Over a four-year bull market, the MSCI All Country World Index has almost doubled in value. Eiswert cites the 2008-2010 financial crisis as a major cause of this success. Companies went into "bunker mentality"—cutting costs and increasing efficiency. For investors, crisis created opportunity, as stock valuations became attractive and companies emerged stronger.
Another factor in the recovery of equity markets has been a loosening of central bank financial policy worldwide, creating a great deal of liquidity. Typically, Eiswert explains, governments want to avoid deflation and create moderate inflation to stimulate investment and growth. To this end, central banks have kept interest rates low and supplied liquidity to markets still struggling with bad debts.
As time moves forward, though, market gains are less about the recovery and more about emerging economic trends. For example, the shale oil and gas revolution has shifted how we think about energy. New technologies have created access to vast reserves in countries that used to be much more dependent on importing oil. Oil and natural gas prices have fallen, stimulating consumption and growth opportunities.
For the first quarter of 2013, emerging markets did not perform as well as they have in recent years. But Eiswert warns against lumping them all together. In the BRIC countries—Brazil, Russia, India, and China—investors became accustomed to strong performance over the last decade, and these are the countries that are struggling more now. China has spent the last decade building up infrastructure, which drove up demand for commodities. Now economic growth and demand are slowing. As a result, countries like Brazil and Russia—that are heavily exposed to commodity markets—are no longer experiencing a steady stream of demand from China.
However, explains Eiswert, in emerging markets where growth has been the result of development, we are still seeing solid equity performance. These countries include Turkey, Mexico, Thailand, and Indonesia.
Overall, Eiswert believes this is a great time for investing in equities. Many businesses are still keeping large amounts of cash on their balance sheets, which can translate into missed opportunities. The companies that begin to reinvest in their businesses, Eiswert says, will drive returns over the next three to five years. Unfortunately, investors have become highly risk averse and too focused on near-term earnings. They will have to shift their mindset to a longer view to be successful moving forward.

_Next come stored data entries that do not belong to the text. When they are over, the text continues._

//! # imgpipe-core
//!
//! Core types shared by the imgpipe crates.
//!
//! - [`Image`] - 8-bit image snapshot with copy-on-write sharing
//! - [`RuntimeValue`], [`EnumType`], [`EnumValue`] - typed operation parameters
//! - [`ParamSchema`], [`ParameterSpec`] - declared parameter shapes
//! - [`Error`] - buffer construction and access errors
//!
//! ## Crate Structure
//!
//! This crate has no internal dependencies. Everything else builds on it:
//!
//! ```text
//! imgpipe-core (this crate)
//!    ^
//!    |
//!    +-- imgpipe-ops (operation registry, built-in operations)
//!    +-- imgpipe-history (history, ledger, export/import, replay)
//!    +-- imgpipe-cli
//! ```

#![warn(missing_docs)]
#![warn(rustdoc::missing_crate_level_docs)]

pub mod error;
pub mod image;
pub mod schema;
pub mod value;

pub use error::{Error, Result};
pub use image::{Image, LUMA_WEIGHTS};
pub use schema::{ParamSchema, ParameterSpec};
pub use value::{EnumType, EnumValue, ParamMap, RuntimeValue};

/// Prelude module for convenient imports.
///
/// ```
/// use imgpipe_core::prelude::*;
/// ```
pub mod prelude {
    pub use crate::error::{Error, Result};
    pub use crate::image::Image;
    pub use crate::schema::{ParamSchema, ParameterSpec};
    pub use crate::value::{EnumType, EnumValue, ParamMap, RuntimeValue};
}
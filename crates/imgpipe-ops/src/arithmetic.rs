//! Per-pixel arithmetic.

use crate::{OpsError, OpsResult};
use imgpipe_core::Image;
use tracing::trace;

/// Inverts color channels (`255 - v`). Alpha is left untouched.
pub fn invert(src: &Image) -> Image {
    trace!("invert");
    let c = src.channels() as usize;
    let color = if c == 4 { 3 } else { c };
    let mut out = src.clone();
    for px in out.make_mut().chunks_exact_mut(c) {
        for v in &mut px[..color] {
            *v = 255 - *v;
        }
    }
    out
}

/// Linear mix `a * (1 - alpha) + b * alpha`.
///
/// # Errors
///
/// [`OpsError::SizeMismatch`] unless both images have the same dimensions
/// and channel count; [`OpsError::InvalidParameter`] for `alpha` outside
/// `0..=1`.
pub fn blend(a: &Image, b: &Image, alpha: f64) -> OpsResult<Image> {
    trace!(alpha, "blend");
    if a.dimensions() != b.dimensions() || a.channels() != b.channels() {
        return Err(OpsError::SizeMismatch(format!(
            "{} vs {}",
            a, b
        )));
    }
    if !(0.0..=1.0).contains(&alpha) {
        return Err(OpsError::InvalidParameter(format!(
            "alpha must be within 0..=1, got {alpha}"
        )));
    }
    let data: Vec<u8> = a
        .data()
        .iter()
        .zip(b.data())
        .map(|(&x, &y)| {
            let v = f64::from(x) * (1.0 - alpha) + f64::from(y) * alpha;
            v.round().clamp(0.0, 255.0) as u8
        })
        .collect();
    Ok(Image::from_data(a.width(), a.height(), a.channels(), data)?)
}

#[cfg(test)]
mod tests {
    use super::*;

    #[test]
    fn test_invert_keeps_alpha() {
        let src = Image::from_data(1, 1, 4, vec![0, 100, 255, 128]).unwrap();
        let out = invert(&src);
        assert_eq!(out.data(), &[255, 155, 0, 128]);
        assert_eq!(src.data(), &[0, 100, 255, 128]);
    }

    #[test]
    fn test_invert_twice_is_identity() {
        let src = Image::from_fn(3, 3, 3, |x, y| vec![x as u8, y as u8, 7]).unwrap();
        assert_eq!(invert(&invert(&src)), src);
    }

    #[test]
    fn test_blend() {
        let a = Image::filled(2, 2, 3, 0).unwrap();
        let b = Image::filled(2, 2, 3, 200).unwrap();
        let out = blend(&a, &b, 0.25).unwrap();
        assert!(out.data().iter().all(|&v| v == 50));
    }

    #[test]
    fn test_blend_rejects_mismatch() {
        let a = Image::filled(2, 2, 3, 0).unwrap();
        let b = Image::filled(3, 2, 3, 0).unwrap();
        assert!(matches!(blend(&a, &b, 0.5), Err(OpsError::SizeMismatch(_))));
        assert!(matches!(
            blend(&a, &a, 1.5),
            Err(OpsError::InvalidParameter(_))
        ));
    }
}
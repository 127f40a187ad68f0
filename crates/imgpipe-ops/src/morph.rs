//! Morphological dilation and erosion.
//!
//! Dilation takes the per-channel maximum over the structuring element,
//! erosion the minimum. Neighbours outside the image are skipped, so edges
//! never pull values in from outside.

use crate::enums::MorphShape;
use crate::filter::MAX_KERNEL_SIZE;
use crate::parallel::map_rows;
use crate::{OpsError, OpsResult};
use imgpipe_core::Image;
#[allow(unused_imports)]
use tracing::{debug, trace};

/// Square boolean mask anchored at its center.
#[derive(Debug, Clone, PartialEq, Eq)]
pub struct StructuringElement {
    size: usize,
    mask: Vec<bool>,
}

impl StructuringElement {
    /// Builds an element of `shape` with side `size`.
    pub fn new(shape: MorphShape, size: usize) -> OpsResult<Self> {
        if size == 0 {
            return Err(OpsError::InvalidParameter(
                "structuring element size must be positive".into(),
            ));
        }
        if size as u64 > MAX_KERNEL_SIZE as u64 {
            return Err(OpsError::InvalidParameter(format!(
                "structuring element size {size} exceeds the maximum of {MAX_KERNEL_SIZE}"
            )));
        }
        let anchor = size / 2;
        let mut mask = vec![false; size * size];
        match shape {
            MorphShape::Rect => mask.iter_mut().for_each(|m| *m = true),
            MorphShape::Cross => {
                for i in 0..size {
                    mask[anchor * size + i] = true;
                    mask[i * size + anchor] = true;
                }
            }
            MorphShape::Ellipse => {
                let r = (size / 2) as f64;
                for row in 0..size {
                    let dy = row as f64 - r;
                    if dy.abs() > r {
                        continue;
                    }
                    let dx = if r > 0.0 {
                        (r * ((r * r - dy * dy) / (r * r)).sqrt()).round() as isize
                    } else {
                        0
                    };
                    let start = (anchor as isize - dx).max(0) as usize;
                    let end = ((anchor as isize + dx + 1) as usize).min(size);
                    for col in start..end {
                        mask[row * size + col] = true;
                    }
                }
            }
        }
        Ok(Self { size, mask })
    }

    /// Side length.
    #[inline]
    pub fn size(&self) -> usize {
        self.size
    }

    /// Whether offset `(col, row)` inside the element is set.
    #[inline]
    pub fn contains(&self, col: usize, row: usize) -> bool {
        self.mask[row * self.size + col]
    }

    fn offsets(&self) -> Vec<(isize, isize)> {
        let a = (self.size / 2) as isize;
        (0..self.size)
            .flat_map(|row| (0..self.size).map(move |col| (col, row)))
            .filter(|&(col, row)| self.contains(col, row))
            .map(|(col, row)| (col as isize - a, row as isize - a))
            .collect()
    }
}

/// Dilates `iterations` times.
pub fn dilate(src: &Image, element: &StructuringElement, iterations: i64) -> OpsResult<Image> {
    trace!(size = element.size(), iterations, "dilate");
    morph(src, element, iterations, u8::max)
}

/// Erodes `iterations` times.
pub fn erode(src: &Image, element: &StructuringElement, iterations: i64) -> OpsResult<Image> {
    trace!(size = element.size(), iterations, "erode");
    morph(src, element, iterations, u8::min)
}

fn morph(
    src: &Image,
    element: &StructuringElement,
    iterations: i64,
    pick: fn(u8, u8) -> u8,
) -> OpsResult<Image> {
    if iterations < 0 {
        return Err(OpsError::InvalidParameter(format!(
            "iterations must be non-negative, got {iterations}"
        )));
    }
    let offsets = element.offsets();
    let mut current = src.clone();
    for _ in 0..iterations {
        current = morph_once(&current, &offsets, pick)?;
    }
    Ok(current)
}

fn morph_once(src: &Image, offsets: &[(isize, isize)], pick: fn(u8, u8) -> u8) -> OpsResult<Image> {
    let (w, h) = (src.width() as usize, src.height() as usize);
    let c = src.channels() as usize;
    let data = src.data();

    let out = map_rows(w * c, h, |y, row| {
        for x in 0..w {
            for ch in 0..c {
                let mut acc = data[(y * w + x) * c + ch];
                for &(dx, dy) in offsets {
                    let sx = x as isize + dx;
                    let sy = y as isize + dy;
                    if sx < 0 || sy < 0 || sx >= w as isize || sy >= h as isize {
                        continue;
                    }
                    acc = pick(acc, data[(sy as usize * w + sx as usize) * c + ch]);
                }
                row[x * c + ch] = acc;
            }
        }
    });
    Ok(Image::from_data(src.width(), src.height(), src.channels(), out)?)
}
//! Error types for imgpipe-core operations.
//!
//! The [`Error`] enum covers failures in image buffer construction and
//! access. Operation and pipeline errors live in their own crates and wrap
//! this one where an image buffer is involved.
//!
//! # Usage
//!
//! ```rust
//! use imgpipe_core::{Error, Result};
//!
//! fn check_channels(channels: u32) -> Result<()> {
//!     if !matches!(channels, 1 | 3 | 4) {
//!         return Err(Error::UnsupportedChannels(channels));
//!     }
//!     Ok(())
//! }
//!
//! assert!(check_channels(2).is_err());
//! ```

use thiserror::Error;

/// Result type alias using [`Error`] as the error type.
pub type Result<T> = std::result::Result<T, Error>;

/// Errors that can occur while building or accessing image buffers.
#[derive(Debug, Error)]
pub enum Error {
    /// Pixel coordinates are outside image bounds.
    #[error("pixel ({x}, {y}) out of bounds for image {width}x{height}")]
    OutOfBounds {
        /// X coordinate that was out of bounds
        x: u32,
        /// Y coordinate that was out of bounds
        y: u32,
        /// Image width
        width: u32,
        /// Image height
        height: u32,
    },

    /// Invalid image dimensions.
    ///
    /// Returned when width or height is zero, or when the sample buffer
    /// length does not match `width * height * channels`.
    #[error("invalid dimensions: {width}x{height} ({reason})")]
    InvalidDimensions {
        /// Requested width
        width: u32,
        /// Requested height
        height: u32,
        /// Reason why dimensions are invalid
        reason: String,
    },

    /// Channel count other than 1 (gray), 3 (RGB) or 4 (RGBA).
    #[error("unsupported channel count: {0}")]
    UnsupportedChannels(u32),

    /// Generic error with custom message.
    #[error("{0}")]
    Other(String),
}

impl Error {
    /// Creates an [`Error::OutOfBounds`] error.
    #[inline]
    pub fn out_of_bounds(x: u32, y: u32, width: u32, height: u32) -> Self {
        Self::OutOfBounds {
            x,
            y,
            width,
            height,
        }
    }

    /// Creates an [`Error::InvalidDimensions`] error.
    #[inline]
    pub fn invalid_dimensions(width: u32, height: u32, reason: impl Into<String>) -> Self {
        Self::InvalidDimensions {
            width,
            height,
            reason: reason.into(),
        }
    }

    /// Creates an [`Error::Other`] error.
    #[inline]
    pub fn other(msg: impl Into<String>) -> Self {
        Self::Other(msg.into())
    }
}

The U.S. has been able to recover faster than other countries for several reasons. The U.S. economy is more flexible and has the ability to shift capital among industries more quickly. Additionally, the crisis in the U.S. was largely driven by housing, which is finally showing a strong path to recovery.
In Europe, investors have caught on to a pattern of crisis, response, and recovery. "Each crisis, we become a little less concerned that it's the end of the world," says Eiswert. As confidence grows that European political and central bank leaders can deal with crisis, investors begin to see opportunity instead of doom when crisis hits.
The Japanese market has lagged other developed markets for years but may now be one of the more compelling developed markets in the world. A new prime minister and new central bank head are focused on reinflating the economy, getting wages up, and stimulating growth.
The views are as of April 4, 2013 and may have changed since that time. This information is provided for informational purposes only and is not intended to reflect a current or past recommendation, or investment advice of any kind. Opinions and commentary do not take into account the investment objectives or financial situation of any particular investor or class of investor. Investors will need to consider their own circumstances before making an investment decision.
Stocks and sectors may not perform in line with the managers' expectations. Funds that invest overseas generally carry more risk than funds that invest strictly in U.S. assets, due to factors such as currency risk, geographic risk and emerging markets risk. Because of the concentration in rapidly developing economies, investing in emerging markets involves a high degree of risk. Diversification cannot assure a profit or protect against loss in a declining market.